Very relaxed place, not where you wanna go if your in a hurry but why rush a nice coffee? If your in the area, pop in, I know I will.


----------



## Glenn (Jun 14, 2008)

I have enjoyed both of my visits there in the past. As you say, not the speediest service but good honest coffee, prepared with care.

I found the music to be a wee bit loud. Maybe it was the sound of people talking that raised the volume - something that doesn't happen down South!


----------



## FDC (Jan 7, 2012)

Hi Spooks. Where is this cafe?


----------



## Spooks (Feb 20, 2012)

FDC its on Nicolson Street just up from the Festival Theater. Got a few other coffee stops I wanna try out in town


----------



## FDC (Jan 7, 2012)

Ah, I know where you are. Going to FT soon for a night of 'kulture' so will try it out beforehand!
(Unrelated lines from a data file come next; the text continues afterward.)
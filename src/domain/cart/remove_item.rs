//! Remove Item slice

use super::{Cart, CartCommand, CartError, Decision, LineItemId};

//------------------------- Command ----------------------------

#[derive(Debug, Clone, Copy)]
pub struct RemoveItemCommand {
    pub line_item_id: LineItemId,
}

impl CartCommand for RemoveItemCommand {
    type Outcome = ();

    fn process(&self, cart: &Cart) -> Result<Decision<()>, CartError> {
        let Some(index) = cart.position_of(self.line_item_id) else {
            return Ok(Decision::unchanged(()));
        };
        let mut next = cart.clone();
        next.items_mut().remove(index);
        Ok(Decision::replace(next, ()))
    }
}

//-------------------------- Tests -------------------------------

#[cfg(test)]
mod tests {
    use fake::{Fake, Faker};

    use crate::domain::{cart::LineItem, fake::Price, helpers::test_harness::TestHarness};

    use super::*;

    fn line_item(quantity: u32) -> LineItem {
        LineItem {
            line_item_id: LineItemId::new(),
            food_item_id: Faker.fake(),
            name: Faker.fake(),
            unit_price: Price.fake(),
            quantity,
            variant: None,
            add_ons: vec![],
            branch_id: "b1".into(),
        }
    }

    #[test]
    fn item_should_be_removed_whatever_its_quantity() {
        let item = line_item(5);
        let other = line_item(1);

        TestHarness::given([item.clone(), other.clone()])
            .when(RemoveItemCommand {
                line_item_id: item.line_item_id,
            })
            .then([other]);
    }

    #[test]
    fn removing_unknown_item_is_a_no_op() {
        TestHarness::given([line_item(1)])
            .when(RemoveItemCommand {
                line_item_id: LineItemId::new(),
            })
            .then_unchanged();
    }
}
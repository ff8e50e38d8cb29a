use crate::domain::{
    cart::{CartError, CartStoreError},
    checkout::GatewayError,
};

use super::PersistenceError;

/// Every failure that reaches the user, grouped by how it should be presented.
#[derive(Debug)]
pub enum ClientError {
    /// The user can fix it: empty cart, missing address, conflicting branch...
    Validation(String),
    Persistence(PersistenceError),
    Network(GatewayError),
    PaymentCancelled,
    Internal(anyhow::Error),
}

impl ClientError {
    pub fn user_message(&self) -> String {
        match self {
            ClientError::Validation(message) => message.clone(),
            ClientError::Persistence(_) => {
                "Your cart could not be saved on this device. Please try again.".to_owned()
            }
            ClientError::Network(gateway_error) => gateway_error.to_string(),
            ClientError::PaymentCancelled => "Payment failed or cancelled.".to_owned(),
            ClientError::Internal(_) => {
                "Something went wrong. Please check the logs for details.".to_owned()
            }
        }
    }
}

impl std::fmt::Display for ClientError {
    fn fmt(&self, f: &mut std::fmt::Formatter<'_>) -> std::fmt::Result {
        match self {
            ClientError::Persistence(e) => write!(f, "{e}"),
            ClientError::Internal(e) => write!(f, "{e:#}"),
            _ => f.write_str(&self.user_message()),
        }
    }
}

impl std::error::Error for ClientError {}

impl From<CartError> for ClientError {
    fn from(cart_error: CartError) -> Self {
        ClientError::Validation(cart_error.to_string())
    }
}

impl From<PersistenceError> for ClientError {
    fn from(value: PersistenceError) -> Self {
        ClientError::Persistence(value)
    }
}

impl From<CartStoreError> for ClientError {
    fn from(value: CartStoreError) -> Self {
        match value {
            CartStoreError::Cart(cart_error) => cart_error.into(),
            CartStoreError::Persistence(persistence_error) => persistence_error.into(),
        }
    }
}

impl From<anyhow::Error> for ClientError {
    fn from(value: anyhow::Error) -> Self {
        ClientError::Internal(value)
    }
}
use tokio::sync::Mutex;
use tracing::{error, info, instrument};

use crate::infra::PersistenceError;

use super::{
    AddItemCommand, AddOutcome, BranchConflict, BranchId, Cart, CartCommand, CartRepository,
    CartStoreError, ClearCartCommand, DecrementCommand, IncrementCommand, LineItemId,
    LineItemRequest, RemoveItemCommand, SwitchBranchCommand, SwitchOutcome,
};

/// Owns the current cart and persists every change as a whole document.
///
/// Mutations are serialised through a single lock that is held until the new cart has been
/// written, so two quick taps are applied and persisted in the order they were issued.
///
/// When a write fails the in-memory cart keeps the new state and the error is returned. Call
/// [`CartStore::reload`] to get back to what is durably stored.
#[derive(Debug)]
pub struct CartStore {
    cart: Mutex<Cart>,
    repository: CartRepository,
}

impl CartStore {
    /// A store starting from an empty cart, without reading the repository.
    pub fn new(repository: CartRepository) -> Self {
        Self {
            cart: Mutex::new(Cart::empty()),
            repository,
        }
    }

    pub async fn open(repository: CartRepository) -> Result<Self, PersistenceError> {
        let cart = repository.load().await?.unwrap_or_default();
        Ok(Self {
            cart: Mutex::new(cart),
            repository,
        })
    }

    pub async fn snapshot(&self) -> Cart {
        self.cart.lock().await.clone()
    }

    /// Replaces the in-memory cart with the persisted one.
    pub async fn reload(&self) -> Result<Cart, PersistenceError> {
        let mut cart = self.cart.lock().await;
        *cart = self.repository.load().await?.unwrap_or_default();
        Ok(cart.clone())
    }

    #[instrument(skip(self))]
    pub async fn execute<C: CartCommand>(
        &self,
        command: C,
    ) -> Result<(Cart, C::Outcome), CartStoreError> {
        let mut cart = self.cart.lock().await;
        let decision = command.process(&cart)?;

        let Some(next) = decision.next else {
            return Ok((cart.clone(), decision.outcome));
        };
        *cart = next;

        let written = if cart.is_empty() {
            self.repository.clear().await
        } else {
            self.repository.save(&cart).await
        };
        written.inspect_err(|e| error!("Cart change was not persisted: {e}"))?;

        info!(
            line_items = cart.len(),
            units = cart.unit_count(),
            "Cart updated."
        );
        Ok((cart.clone(), decision.outcome))
    }

    pub async fn add_item(
        &self,
        request: LineItemRequest,
        branch_id: BranchId,
        on_conflict: Option<BranchConflict>,
    ) -> Result<AddOutcome, CartStoreError> {
        let command = AddItemCommand {
            on_conflict,
            ..AddItemCommand::new(request, branch_id)
        };
        self.execute(command).await.map(|(_, outcome)| outcome)
    }

    pub async fn increment(&self, line_item_id: LineItemId) -> Result<Cart, CartStoreError> {
        self.execute(IncrementCommand { line_item_id })
            .await
            .map(|(cart, _)| cart)
    }

    pub async fn decrement(&self, line_item_id: LineItemId) -> Result<Cart, CartStoreError> {
        self.execute(DecrementCommand { line_item_id })
            .await
            .map(|(cart, _)| cart)
    }

    pub async fn remove(&self, line_item_id: LineItemId) -> Result<Cart, CartStoreError> {
        self.execute(RemoveItemCommand { line_item_id })
            .await
            .map(|(cart, _)| cart)
    }

    pub async fn clear(&self) -> Result<Cart, CartStoreError> {
        self.execute(ClearCartCommand).await.map(|(cart, _)| cart)
    }

    pub async fn switch_branch(
        &self,
        branch_id: BranchId,
        on_conflict: Option<BranchConflict>,
    ) -> Result<SwitchOutcome, CartStoreError> {
        self.execute(SwitchBranchCommand {
            branch_id,
            on_conflict,
        })
        .await
        .map(|(_, outcome)| outcome)
    }
}

//-------------------------- Tests -------------------------------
Had probably the worst coffee I have ever tasted in the FT last year. If you dont know how to make a latte, dont serve me one!

Keep meaning to go to the Mosque Kitchen for a curry which will be opposite the cafe I reckon.


----------



## funinacup (Aug 30, 2010)

Mosque Kitchen is a bit further up towards the high st. It was a bit of a let down to be honest! My other half said the food in the actual mosque before they branched out into dedicated premises was much better! Its all paper plates and blue roll, plastic cutlery etc!

Sent from my GT-I9000 using Tapatalk


----------



## FDC (Jan 7, 2012)

Thanks for the review funinacup. You will know a good curry staying in Glasgow!


----------